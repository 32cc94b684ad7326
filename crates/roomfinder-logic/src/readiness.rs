//! Waiting for the map surface to come up, and stopping the wait.
//!
//! The surface initialises on its own schedule. [`poll_until`] checks it at
//! a fixed interval, yielding to the runtime between checks, and gives up
//! after a bounded number of attempts or as soon as disposal is requested.

use std::sync::Arc;

use tokio::sync::watch;

use crate::config::ReadinessConfig;
use crate::error::{Error, Result};

/// Requests disposal of a controller from outside (e.g. a page teardown).
#[derive(Debug, Clone)]
pub struct DisposeHandle {
    tx: Arc<watch::Sender<bool>>,
}

impl DisposeHandle {
    pub fn dispose(&self) {
        self.tx.send_replace(true);
    }

    pub fn is_disposed(&self) -> bool {
        *self.tx.borrow()
    }
}

/// Receiving side, held by the controller.
#[derive(Debug)]
pub struct DisposeSignal {
    rx: watch::Receiver<bool>,
    // Keeps the channel open so `changed()` never resolves with an error.
    _tx: Arc<watch::Sender<bool>>,
}

impl DisposeSignal {
    pub fn is_disposed(&self) -> bool {
        *self.rx.borrow()
    }

    /// Resolves once disposal has been requested.
    pub async fn disposed(&mut self) {
        while !*self.rx.borrow_and_update() {
            if self.rx.changed().await.is_err() {
                std::future::pending::<()>().await;
            }
        }
    }
}

pub fn dispose_channel() -> (DisposeHandle, DisposeSignal) {
    let (tx, rx) = watch::channel(false);
    let tx = Arc::new(tx);
    (
        DisposeHandle { tx: Arc::clone(&tx) },
        DisposeSignal { rx, _tx: tx },
    )
}

/// Call `probe` until it returns true, sleeping `poll_interval` between
/// calls. Returns the number of probes made.
///
/// Fails with [`Error::ResourceUnavailable`] after `max_attempts` probes and
/// with [`Error::Disposed`] as soon as `signal` fires.
pub async fn poll_until<F>(mut probe: F, config: &ReadinessConfig, signal: &mut DisposeSignal) -> Result<u32>
where
    F: FnMut() -> bool,
{
    let interval = config.poll_interval().max(std::time::Duration::from_millis(1));
    let max_attempts = config.max_attempts.max(1);

    for attempt in 1..=max_attempts {
        if signal.is_disposed() {
            return Err(Error::Disposed);
        }
        if probe() {
            return Ok(attempt);
        }
        if attempt == max_attempts {
            break;
        }
        tokio::select! {
            _ = tokio::time::sleep(interval) => {}
            _ = signal.disposed() => return Err(Error::Disposed),
        }
    }

    Err(Error::ResourceUnavailable {
        attempts: max_attempts,
    })
}

#[cfg(test)]
mod tests {
    use super::*;
    use std::time::Duration;

    fn config(interval_ms: u64, max_attempts: u32) -> ReadinessConfig {
        ReadinessConfig {
            poll_interval_ms: interval_ms,
            max_attempts,
        }
    }

    #[tokio::test(start_paused = true)]
    async fn test_ready_on_third_probe() {
        let (_handle, mut signal) = dispose_channel();
        let mut calls = 0;
        let start = tokio::time::Instant::now();
        let n = poll_until(
            || {
                calls += 1;
                calls == 3
            },
            &config(100, 10),
            &mut signal,
        )
        .await
        .unwrap();
        assert_eq!(n, 3);
        let waited = start.elapsed();
        assert!(waited >= Duration::from_millis(200) && waited < Duration::from_millis(300));
    }

    #[tokio::test(start_paused = true)]
    async fn test_gives_up_after_max_attempts() {
        let (_handle, mut signal) = dispose_channel();
        let mut calls = 0;
        let err = poll_until(
            || {
                calls += 1;
                false
            },
            &config(50, 4),
            &mut signal,
        )
        .await
        .unwrap_err();
        assert!(matches!(err, Error::ResourceUnavailable { attempts: 4 }));
        assert_eq!(calls, 4);
    }

    #[tokio::test(start_paused = true)]
    async fn test_dispose_before_wait() {
        let (handle, mut signal) = dispose_channel();
        handle.dispose();
        let err = poll_until(|| true, &config(50, 4), &mut signal).await.unwrap_err();
        assert!(matches!(err, Error::Disposed));
    }

    #[tokio::test(start_paused = true)]
    async fn test_dispose_during_wait() {
        let (handle, mut signal) = dispose_channel();
        let disposer = async {
            tokio::time::sleep(Duration::from_millis(250)).await;
            handle.dispose();
        };
        let cfg = config(100, 1000);
        let waiter = poll_until(|| false, &cfg, &mut signal);
        let (result, ()) = tokio::join!(waiter, disposer);
        assert!(matches!(result, Err(Error::Disposed)));
        assert!(handle.is_disposed());
    }
}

--------------------------------------------------

-- WHAT IS REQUIRED --
Word for word, restate the lines above.

-- FINISHED EXERCISE --
repository 32cc94b684ad7326
filename crates/roomfinder-logic/src/readiness.rs
//! Waiting for the map surface to come up, and stopping the wait.
//!
//! The surface initialises on its own schedule. [`poll_until`] checks it at
//! a fixed interval, yielding to the runtime between checks, and gives up
//! after a bounded number of attempts or as soon as disposal is requested.

use std::sync::Arc;

use tokio::sync::watch;

use crate::config::ReadinessConfig;
use crate::error::{Error, Result};

/// Requests disposal of a controller from outside (e.g. a page teardown).
#[derive(Debug, Clone)]
pub struct DisposeHandle {
    tx: Arc<watch::Sender<bool>>,
}

impl DisposeHandle {
    pub fn dispose(&self) {
        self.tx.send_replace(true);
    }

    pub fn is_disposed(&self) -> bool {
        *self.tx.borrow()
    }
}

/// Receiving side, held by the controller.
#[derive(Debug)]
pub struct DisposeSignal {
    rx: watch::Receiver<bool>,
    // Keeps the channel open so `changed()` never resolves with an error.
    _tx: Arc<watch::Sender<bool>>,
}

impl DisposeSignal {
    pub fn is_disposed(&self) -> bool {
        *self.rx.borrow()
    }

    /// Resolves once disposal has been requested.
    pub async fn disposed(&mut self) {
        while !*self.rx.borrow_and_update() {
            if self.rx.changed().await.is_err() {
                std::future::pending::<()>().await;
            }
        }
    }
}

pub fn dispose_channel() -> (DisposeHandle, DisposeSignal) {
    let (tx, rx) = watch::channel(false);
    let tx = Arc::new(tx);
    (
        DisposeHandle { tx: Arc::clone(&tx) },
        DisposeSignal { rx, _tx: tx },
    )
}

/// Call `probe` until it returns true, sleeping `poll_interval` between
/// calls. Returns the number of probes made.
///
/// Fails with [`Error::ResourceUnavailable`] after `max_attempts` probes and
/// with [`Error::Disposed`] as soon as `signal` fires.
pub async fn poll_until<F>(mut probe: F, config: &ReadinessConfig, signal: &mut DisposeSignal) -> Result<u32>
where
    F: FnMut() -> bool,
{
    let interval = config.poll_interval().max(std::time::Duration::from_millis(1));
    let max_attempts = config.max_attempts.max(1);

    for attempt in 1..=max_attempts {
        if signal.is_disposed() {
            return Err(Error::Disposed);
        }
        if probe() {
            return Ok(attempt);
        }
        if attempt == max_attempts {
            break;
        }
        tokio::select! {
            _ = tokio::time::sleep(interval) => {}
            _ = signal.disposed() => return Err(Error::Disposed),
        }
    }

    Err(Error::ResourceUnavailable {
        attempts: max_attempts,
    })
}

#[cfg(test)]
mod tests {
    use super::*;
    use std::time::Duration;

    fn config(interval_ms: u64, max_attempts: u32) -> ReadinessConfig {
        ReadinessConfig {
            poll_interval_ms: interval_ms,
            max_attempts,
        }
    }

    #[tokio::test(start_paused = true)]
    async fn test_ready_on_third_probe() {
        let (_handle, mut signal) = dispose_channel();
        let mut calls = 0;
        let start = tokio::time::Instant::now();
        let n = poll_until(
            || {
                calls += 1;
                calls == 3
            },
            &config(100, 10),
            &mut signal,
        )
        .await
        .unwrap();
        assert_eq!(n, 3);
        let waited = start.elapsed();
        assert!(waited >= Duration::from_millis(200) && waited < Duration::from_millis(300));
    }

    #[tokio::test(start_paused = true)]
    async fn test_gives_up_after_max_attempts() {
        let (_handle, mut signal) = dispose_channel();
        let mut calls = 0;
        let err = poll_until(
            || {
                calls += 1;
                false
            },
            &config(50, 4),
            &mut signal,
        )
        .await
        .unwrap_err();
        assert!(matches!(err, Error::ResourceUnavailable { attempts: 4 }));
        assert_eq!(calls, 4);
    }

    #[tokio::test(start_paused = true)]
    async fn test_dispose_before_wait() {
        let (handle, mut signal) = dispose_channel();
        handle.dispose();
        let err = poll_until(|| true, &config(50, 4), &mut signal).await.unwrap_err();
        assert!(matches!(err, Error::Disposed));
    }

    #[tokio::test(start_paused = true)]
    async fn test_dispose_during_wait() {
        let (handle, mut signal) = dispose_channel();
        let disposer = async {
            tokio::time::sleep(Duration::from_millis(250)).await;
            handle.dispose();
        };
        let cfg = config(100, 1000);
        let waiter = poll_until(|| false, &cfg, &mut signal);
        let (result, ()) = tokio::join!(waiter, disposer);
        assert!(matches!(result, Err(Error::Disposed)));
        assert!(handle.is_disposed());
    }
}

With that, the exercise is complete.